If we can get enough of these, I'll submit it to McSweeney's.

Posted by morland @ 04:51 PM [Link]  [Comments (5)]



[  Wednesday, May 25, 2005  ]

::   A nice day for a white wedding  

I spent most of this past week’s festivities enjoying the moment instead of running around snapping pictures, so I can offer only a paltry collection. Luckily the day of the marriage ceremony included a professional photographer and his $5k Nikon digital SLR (almost worth gettin’ hitched just to register for one), so posterity need not worry about a lack of documentation.

Also: friends’ weddings = surprisingly fun.

Posted by morland @ 04:45 PM [Link]  [Comments (2)]



[  Tuesday, May 24, 2005  ]

::   Back  

It’s slow going here as I try to resume some semblance of a normal schedule after a week off work, couch-squatters, happy hours, and a jubilant wedding, so let me toss my hat back into the ring to try and reverse nearly ten days of inexcusable absence. Bear with the sincere tone and lack of vitriol, which should hopefully return as I replenish the frustration deposits cleansed away with a Russian bath house, dancing and ale.

First, a couple quick shout-outs from a shut-in, to the Push Fluids triumvirate (diagnosis: M.D.) and a swarthy legal eagle named Sam (verdict: J.D.). The bestowment of your graduate degrees helps to dispel the perception of our generation as self-entitled and self-obsessed lollygaggers, a notion I have tried exceedingly hard to promote by maintaining this web site.

Second, a hearty congratulations goes out to Josh and Cristina whose wedding I had the pleasure of attending this past weekend. It amazes me how all it takes is one brief ceremony and a marriage license to transform late-night escapades with strangers from merely taboo to full-fledged swinging. Pictures (of the wedding) to come.

Posted by morland @ 04:10 PM [Link]  [Comments (0)]



[  Saturday, May 14, 2005  ]

::   Found in the course of recreational reading  

[Samuel Johnson] included internecine in his dictionary but misunderstood the prefix and defined the word as “endeavoring mutual destruction.” Johnson was not taken to task for this error. On the contrary, his dictionary was so popular and considered so authoritative that this error became widely adopted as correct usage. The error was further compounded when internecine acquired the sense “relating to internal struggle.” This story thus illustrates how dictionaries are often viewed as providing norms and how the ultimate arbiter in language, even for the dictionary itself, is popular usage.

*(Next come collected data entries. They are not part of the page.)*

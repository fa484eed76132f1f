//! Brick Breaker - a classic ball-and-paddle arcade game
//!
//! Core modules:
//! - `sim`: Per-frame simulation (motion, collisions, round outcomes)
//! - `game`: Frame loop state machine wiring the simulation to its collaborators
//! - `platform`: Frame scheduling and notification seams
//! - `renderer`: WebGPU rendering pipeline
//! - `settings`: Player preferences

pub mod game;
pub mod platform;
pub mod renderer;
pub mod settings;
pub mod sim;

pub use game::Game;
pub use settings::{QualityPreset, Settings};

use glam::Vec2;

/// Game configuration constants
pub mod consts {
    /// Playfield dimensions (pixels)
    pub const PLAYFIELD_WIDTH: f32 = 480.0;
    pub const PLAYFIELD_HEIGHT: f32 = 320.0;

    /// Ball defaults
    pub const BALL_RADIUS: f32 = 10.0;
    /// Speed the ball is re-normalised to on every paddle hit (pixels/frame)
    pub const BALL_SPEED: f32 = 2.0;
    /// Velocity at session start and after every reset
    pub const BALL_START_VEL: (f32, f32) = (2.0, 2.0);
    /// Ball y after a reset (just above the paddle)
    pub const BALL_RESET_Y: f32 = PLAYFIELD_HEIGHT - 30.0;

    /// Paddle defaults - paddle sits on the bottom edge
    pub const PADDLE_WIDTH: f32 = 75.0;
    pub const PADDLE_HEIGHT: f32 = 10.0;
    /// Horizontal distance covered per frame while a key is held
    pub const PADDLE_STEP: f32 = 7.0;
    /// Steepest deflection off the paddle edges (60 degrees)
    pub const MAX_BOUNCE_ANGLE: f32 = std::f32::consts::FRAC_PI_3;

    /// Brick grid layout
    pub const BRICK_COLUMNS: usize = 5;
    pub const BRICK_ROWS: usize = 3;
    pub const BRICK_COUNT: usize = BRICK_COLUMNS * BRICK_ROWS;
    pub const BRICK_WIDTH: f32 = 75.0;
    pub const BRICK_HEIGHT: f32 = 20.0;
    pub const BRICK_PADDING: f32 = 10.0;
    pub const BRICK_OFFSET_TOP: f32 = 30.0;
    pub const BRICK_OFFSET_LEFT: f32 = 30.0;
}

/// Horizontal paddle position that centers it on the playfield
#[inline]
pub fn centered_paddle_x() -> f32 {
    (consts::PLAYFIELD_WIDTH - consts::PADDLE_WIDTH) / 2.0
}

/// Top-left corner of the brick at (column, row)
#[inline]
pub fn brick_origin(column: usize, row: usize) -> Vec2 {
    use consts::*;
    Vec2::new(
        column as f32 * (BRICK_WIDTH + BRICK_PADDING) + BRICK_OFFSET_LEFT,
        row as f32 * (BRICK_HEIGHT + BRICK_PADDING) + BRICK_OFFSET_TOP,
    )
}
//! Platform abstraction layer
//!
//! The frame loop talks to its host through two seams:
//! - [`FrameScheduler`]: "call me again next display refresh", cancellable
//! - [`Notifier`]: end-of-round message, allowed to block
//!
//! The browser implementations live in the binary; the headless ones here
//! drive native runs and tests.

pub mod headless;

pub use headless::{LogNotifier, ManualScheduler};

use crate::sim::RoundOutcome;

/// Handle for an outstanding frame request
#[derive(Debug, Clone, Copy, PartialEq, Eq, Hash)]
pub struct FrameRequestId(pub i32);

/// Schedules the next invocation of the frame loop
pub trait FrameScheduler {
    /// Ask for one callback at the next display refresh.
    /// Returns `None` if the host refused the request.
    fn request_frame(&mut self) -> Option<FrameRequestId>;

    /// Cancel a request that has not fired yet
    fn cancel_frame(&mut self, id: FrameRequestId);
}

/// Shows the end-of-round message
pub trait Notifier {
    /// Must not return until the frame loop may resume
    fn notify(&mut self, outcome: RoundOutcome);
}
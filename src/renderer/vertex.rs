//! Vertex type and colour palettes

use bytemuck::{Pod, Zeroable};

/// Simple 2D vertex with position and color
#[repr(C)]
#[derive(Copy, Clone, Debug, PartialEq, Pod, Zeroable)]
pub struct Vertex {
    pub position: [f32; 2],
    pub color: [f32; 4],
}

impl Vertex {
    pub const fn new(x: f32, y: f32, color: [f32; 4]) -> Self {
        Self {
            position: [x, y],
            color,
        }
    }

    pub fn desc() -> wgpu::VertexBufferLayout<'static> {
        wgpu::VertexBufferLayout {
            array_stride: std::mem::size_of::<Vertex>() as wgpu::BufferAddress,
            step_mode: wgpu::VertexStepMode::Vertex,
            attributes: &[
                wgpu::VertexAttribute {
                    offset: 0,
                    shader_location: 0,
                    format: wgpu::VertexFormat::Float32x2,
                },
                wgpu::VertexAttribute {
                    offset: std::mem::size_of::<[f32; 2]>() as wgpu::BufferAddress,
                    shader_location: 1,
                    format: wgpu::VertexFormat::Float32x4,
                },
            ],
        }
    }
}

/// Convert a 0xRRGGBB literal to an opaque RGBA colour
pub const fn rgb(hex: u32) -> [f32; 4] {
    [
        ((hex >> 16) & 0xFF) as f32 / 255.0,
        ((hex >> 8) & 0xFF) as f32 / 255.0,
        (hex & 0xFF) as f32 / 255.0,
        1.0,
    ]
}

/// Colors for game elements
#[derive(Debug, Clone, Copy, PartialEq)]
pub struct Palette {
    pub background: [f32; 4],
    pub paddle: [f32; 4],
    pub brick: [f32; 4],
    pub ball: [f32; 4],
}

impl Palette {
    pub const STANDARD: Palette = Palette {
        background: rgb(0xFFFFFF),
        paddle: rgb(0x0095DD),
        brick: rgb(0x0095DD),
        ball: rgb(0xFFC300),
    };

    pub const HIGH_CONTRAST: Palette = Palette {
        background: rgb(0x000000),
        paddle: rgb(0xFFFFFF),
        brick: rgb(0x00FFFF),
        ball: rgb(0xFFFF00),
    };

    pub fn for_contrast(high_contrast: bool) -> Self {
        if high_contrast {
            Self::HIGH_CONTRAST
        } else {
            Self::STANDARD
        }
    }
}

impl Default for Palette {
    fn default() -> Self {
        Self::STANDARD
    }
}
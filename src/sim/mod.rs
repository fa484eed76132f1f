//! Deterministic simulation module
//!
//! All gameplay logic lives here. This module must stay pure:
//! - One fixed step per display frame
//! - Stable iteration order (column-major over the brick grid)
//! - No rendering or platform dependencies

pub mod collision;
pub mod input;
pub mod state;
pub mod tick;

pub use collision::{BrickHit, bounce_velocity, check_brick_collisions, paddle_bounce_angle};
pub use input::{InputEvent, InputLatch, InputQueue, Key, PauseCommand};
pub use state::{
    Ball, Brick, BrickGrid, BrickStatus, GameEvent, GameSession, Paddle, RoundOutcome,
    SessionPhase,
};
pub use tick::{FrameOutcome, advance_frame};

Thus the interesting history of the word internecine is used to equate language to never-ending arbitration proceedings. I rather like this idea, that all speakers in a linguistic community are one gigantic committee locked in negotiations, chasing a definitive collective bargaining agreement that will elude them like a carrot dangled in front of a mule.

While on the subject of language, let me except a statement by Burt Reynolds I came upon today from the June 2005 issue of Esquire magazine that, should some committee member duplicate the ambition of Samuel Johnson, clearly deserves a place under the entry for urbanity (available online only with an Esquire subscription):

For a long time, if you were seeing a psychiatrist, you were thought of as being a wacko. But because of good ol' Dr. Phil, people know we need to talk to someone who just sits there and is nonjudgmental and says, "Do you think it's a good idea not to have a bowel movement for three months?" Because a lot of stuff gets clogged up there, and you gotta get some of it out. And getting it out is painful, and you can bleed.

Posted by morland @ 08:31 PM [Link]  [Comments (0)]



[  Thursday, May 12, 2005  ]

::   iPonder  

If anyone wants to drop me a line (morland at this domain name, you know, theoretic.org) and let me know why that last post got picked up by one or more podcasts, that'd be just super. iPodder isn't very forthcoming with its referral information.

Posted by morland @ 10:40 AM [Link]  [Comments (0)]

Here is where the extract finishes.